Smoking is considered by far the most important risk factor associated with functional decline in COPD (4). As well as having more respiratory symptoms, smokers also have a greater annual rate of lung function decline, as assessed by change in FEV1, and are at greater risk of premature mortality due to COPD than nonsmokers (5, 6). In the Lung Health Study (7), middle-aged smokers who continued smoking had an accelerated loss in FEV1 compared with nonsmokers. Stopping smoking can prevent the onset of disability and reduce the rate of functional decline and the risk of premature mortality (5, 6). However, it is likely that previous studies (6) have oversimplified this scenario in assuming that all individuals have 100% FEV1 before the onset of COPD and that all individuals show the same course of deterioration. In addition, individuals with COPD are at increased risk of death from other causes, such as lung cancer and cardiovascular disease, which may complicate this paradigm. Irrespective of such considerations, stopping smoking has positive benefits on functional decline in individuals with COPD. Clinical and economic evidence supporting the value of tobacco cessation is overwhelming (4). A multimodal strategy, including physician counseling, medications, and follow-up, as recommended by a recent U.S. Public Health Report (4), is essential.
Exposure to occupational dusts and chemicals and air pollution are important risk factors and can cause COPD independently of tobacco smoke (8). Such exposure results in inflammation, a key factor in the pathogenesis of COPD. Chronic inflammation throughout the airways, parenchyma, and pulmonary vasculature are hallmarks of the disease process and lead to the pathologic changes characteristic of COPD.

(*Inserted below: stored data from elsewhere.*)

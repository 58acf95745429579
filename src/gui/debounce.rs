use crate::timer::{Millis, Scheduler, Task, TimerId};

/// Trailing-edge debounce: a burst of triggers inside the window collapses
/// into one task fired `wait` after the last trigger.
#[derive(Debug)]
pub struct Debouncer {
    wait: Millis,
    pending: Option<TimerId>,
}

impl Debouncer {
    pub fn new(wait: Millis) -> Self {
        Self {
            wait,
            pending: None,
        }
    }

    pub fn trigger(&mut self, timers: &mut Scheduler, task: Task) {
        if let Some(id) = self.pending.take() {
            timers.clear(id);
        }
        self.pending = Some(timers.set_timeout(self.wait, task));
    }

    /// Called when the debounced task runs.
    pub fn fired(&mut self) {
        self.pending = None;
    }

    pub fn is_pending(&self) -> bool {
        self.pending.is_some()
    }

    pub fn set_wait(&mut self, wait: Millis) {
        self.wait = wait;
    }
}

#[cfg(test)]
mod tests {
    use super::*;

    #[test]
    fn test_burst_collapses_to_one_trailing_call() {
        let mut timers = Scheduler::new();
        let mut debounce = Debouncer::new(10);

        for t in [0, 4, 8] {
            timers.settle(t);
            debounce.trigger(&mut timers, Task::ScrollEffects);
        }

        assert_eq!(timers.pending(), 1);
        assert!(timers.pop_due(17).is_none());

        let (_, task) = timers.pop_due(18).unwrap();
        debounce.fired();
        assert_eq!(task, Task::ScrollEffects);
        assert_eq!(timers.now(), 18);
        assert!(!debounce.is_pending());
    }

    #[test]
    fn test_spaced_triggers_fire_separately() {
        let mut timers = Scheduler::new();
        let mut debounce = Debouncer::new(10);

        debounce.trigger(&mut timers, Task::ScrollEffects);
        assert!(timers.pop_due(10).is_some());
        debounce.fired();

        timers.settle(50);
        debounce.trigger(&mut timers, Task::ScrollEffects);
        assert!(timers.pop_due(60).is_some());
    }
}
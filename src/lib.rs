mod macros;

pub mod config;
pub mod dom;
pub mod events;
pub mod gui;
pub mod sys;
pub mod timer;

#[cfg(test)]
mod test_helpers;
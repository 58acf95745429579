use clap::{Parser, Subcommand};
use std::io::{BufRead, BufReader, Write};
use std::os::unix::net::UnixStream;
use std::path::{Path, PathBuf};

const SOCKET_PATH: &str = "/tmp/clinic-ui.sock";

#[derive(Parser, Debug)]
#[command(name = "sitectl", version, about = "Send page events to a running clinic-ui", long_about = None)]
struct Cli {
    #[command(subcommand)]
    command: Commands,

    /// Socket of the running page
    #[arg(short, long, global = true, default_value = SOCKET_PATH)]
    socket: PathBuf,
}

#[derive(Subcommand, Debug, Clone, PartialEq)]
enum Commands {
    /// The document finished parsing
    Ready,
    /// All resources finished loading
    Load,
    /// The page is being left
    Unload,
    /// Click an element
    Click { id: String },
    /// Pointer enters an element
    Enter { id: String },
    /// Pointer leaves an element
    Leave { id: String },
    /// Move keyboard focus to an element
    Focus { id: String },
    /// Press a key (Escape, Enter, " ", Tab, ...)
    Key {
        key: String,
        #[arg(long)]
        shift: bool,
    },
    /// Touch starts on an element at horizontal position X
    Touchstart { id: String, x: f64 },
    /// Touch moves to horizontal position X
    Touchmove {
        #[arg(allow_hyphen_values = true)]
        x: f64,
    },
    /// Touch ends
    Touchend,
    /// Scroll the window to offset Y
    Scroll { y: f64 },
    /// Resize the viewport
    Resize { width: f64, height: Option<f64> },
    /// Open the photo lightbox with an image
    OpenModal { src: String },
    /// Close the photo lightbox
    CloseModal,
    /// Toggle an FAQ item
    Faq { id: String },
    /// Move the testimonial rotator by DIR panels
    Testimonial {
        #[arg(allow_hyphen_values = true)]
        dir: i64,
    },
    /// Go to the booking page, optionally remembering a service
    Book { service: Option<String> },
    /// Log a status snapshot in the daemon
    Status,
    /// Reload the configuration file
    Reload,
}

impl Commands {
    /// The protocol line for this command.
    fn to_line(&self) -> String {
        let words: Vec<String> = match self {
            Commands::Ready => vec!["ready".into()],
            Commands::Load => vec!["load".into()],
            Commands::Unload => vec!["unload".into()],
            Commands::Click { id } => vec!["click".into(), id.clone()],
            Commands::Enter { id } => vec!["enter".into(), id.clone()],
            Commands::Leave { id } => vec!["leave".into(), id.clone()],
            Commands::Focus { id } => vec!["focus".into(), id.clone()],
            Commands::Key { key, shift } => {
                let mut words = vec!["key".into(), key.clone()];
                if *shift {
                    words.push("shift".into());
                }
                words
            }
            Commands::Touchstart { id, x } => vec!["touchstart".into(), id.clone(), x.to_string()],
            Commands::Touchmove { x } => vec!["touchmove".into(), x.to_string()],
            Commands::Touchend => vec!["touchend".into()],
            Commands::Scroll { y } => vec!["scroll".into(), y.to_string()],
            Commands::Resize { width, height } => {
                let mut words = vec!["resize".into(), width.to_string()];
                words.extend(height.map(|h| h.to_string()));
                words
            }
            Commands::OpenModal { src } => vec!["open-modal".into(), src.clone()],
            Commands::CloseModal => vec!["close-modal".into()],
            Commands::Faq { id } => vec!["faq".into(), id.clone()],
            Commands::Testimonial { dir } => vec!["testimonial".into(), dir.to_string()],
            Commands::Book { service } => {
                let mut words = vec!["book".into()];
                words.extend(service.clone());
                words
            }
            Commands::Status => vec!["status".into()],
            Commands::Reload => vec!["reload".into()],
        };
        shell_words::join(words)
    }
}

fn main() -> anyhow::Result<()> {
    env_logger::init();
    let cli = Cli::parse();

    let line = cli.command.to_line();
    log::debug!("Sending '{}'", line);

    let reply = send_command(&cli.socket, &line)?;
    match reply.strip_prefix("error: ") {
        Some(reason) => anyhow::bail!("{}", reason),
        None => Ok(()),
    }
}

fn send_command(socket: &Path, cmd: &str) -> anyhow::Result<String> {
    let mut stream = UnixStream::connect(socket).map_err(|e| {
        anyhow::anyhow!(
            "Failed to connect to clinic-ui at {}: {}. Is it running?",
            socket.display(),
            e
        )
    })?;

    writeln!(stream, "{}", cmd)?;

    let mut reply = String::new();
    BufReader::new(stream).read_line(&mut reply)?;
    Ok(reply.trim_end().to_string())
}
pub mod runtime;
pub mod server;
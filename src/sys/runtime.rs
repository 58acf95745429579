use crate::events::AppEvent;
use crate::gui::app::App;
use crate::timer::Millis;
use async_channel::{Receiver, Sender};
use std::path::PathBuf;
use std::thread;
use tokio::runtime::Runtime;
use tokio::time::{Duration, Instant};

/// Socket server and config watcher, on their own thread and runtime.
pub fn start_background_services(tx: Sender<AppEvent>, socket_path: PathBuf) {
    thread::spawn(move || {
        let rt = match Runtime::new() {
            Ok(rt) => rt,
            Err(e) => {
                log::error!("Failed to create Tokio runtime: {}", e);
                return;
            }
        };

        rt.block_on(async {
            {
                let tx = tx.clone();
                tokio::spawn(async move {
                    crate::sys::server::run_server(tx, &socket_path).await;
                });
            }

            {
                let tx = tx.clone();
                tokio::spawn(async move {
                    crate::config::run_async_watcher(tx).await;
                });
            }

            std::future::pending::<()>().await;
        });
    });
}

/// Drives the page: the virtual clock follows wall time since startup and
/// timers fire as their deadlines pass. Returns once every sender is gone.
pub fn run_event_loop(mut app: App, rx: Receiver<AppEvent>) -> std::io::Result<()> {
    let rt = tokio::runtime::Builder::new_current_thread()
        .enable_time()
        .build()?;

    rt.block_on(async move {
        let origin = Instant::now();
        let elapsed = || origin.elapsed().as_millis() as Millis;

        loop {
            let deadline = app
                .next_due()
                .and_then(|due| origin.checked_add(Duration::from_millis(due)));

            tokio::select! {
                event = rx.recv() => match event {
                    Ok(event) => {
                        app.advance_to(elapsed());
                        app.dispatch(event);
                    }
                    Err(_) => {
                        log::info!("Event channel closed");
                        break;
                    }
                },
                _ = sleep_until(deadline) => app.advance_to(elapsed()),
            }
        }
    });

    Ok(())
}

async fn sleep_until(deadline: Option<Instant>) {
    match deadline {
        Some(deadline) => tokio::time::sleep_until(deadline).await,
        None => std::future::pending().await,
    }
}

Viral infection, in particular influenza, plays an important role in exacerbation of COPD and associated functional decline. There is clear evidence that influenza vaccines can reduce serious illness and death in patients with COPD by about 50%, irrespective of the severity of disease (9, 10). The evidence supporting pneumococcal vaccine in patients with COPD is relatively weak, indicating a need for large international trials to fully address this issue.
Exacerbations
The progressive course of COPD is complicated by exacerbations. There are many approaches to defining an exacerbation, but to assess their impact on COPD-related costs and patient well-being, a "health services" perspective is useful. This defines an exacerbation as an event of respiratory distress that compels the patient to seek urgent care and may result a change in therapy (e.g., the use of antibiotics and/or oral corticosteroids) and, in some cases, hospitalization. Preventing exacerbations requires a multidimensional approach to prevent further functional decline (which raises the overall risk for exacerbations) and requires identification, for a given functional level, of those particular risk factors for severe respiratory distress.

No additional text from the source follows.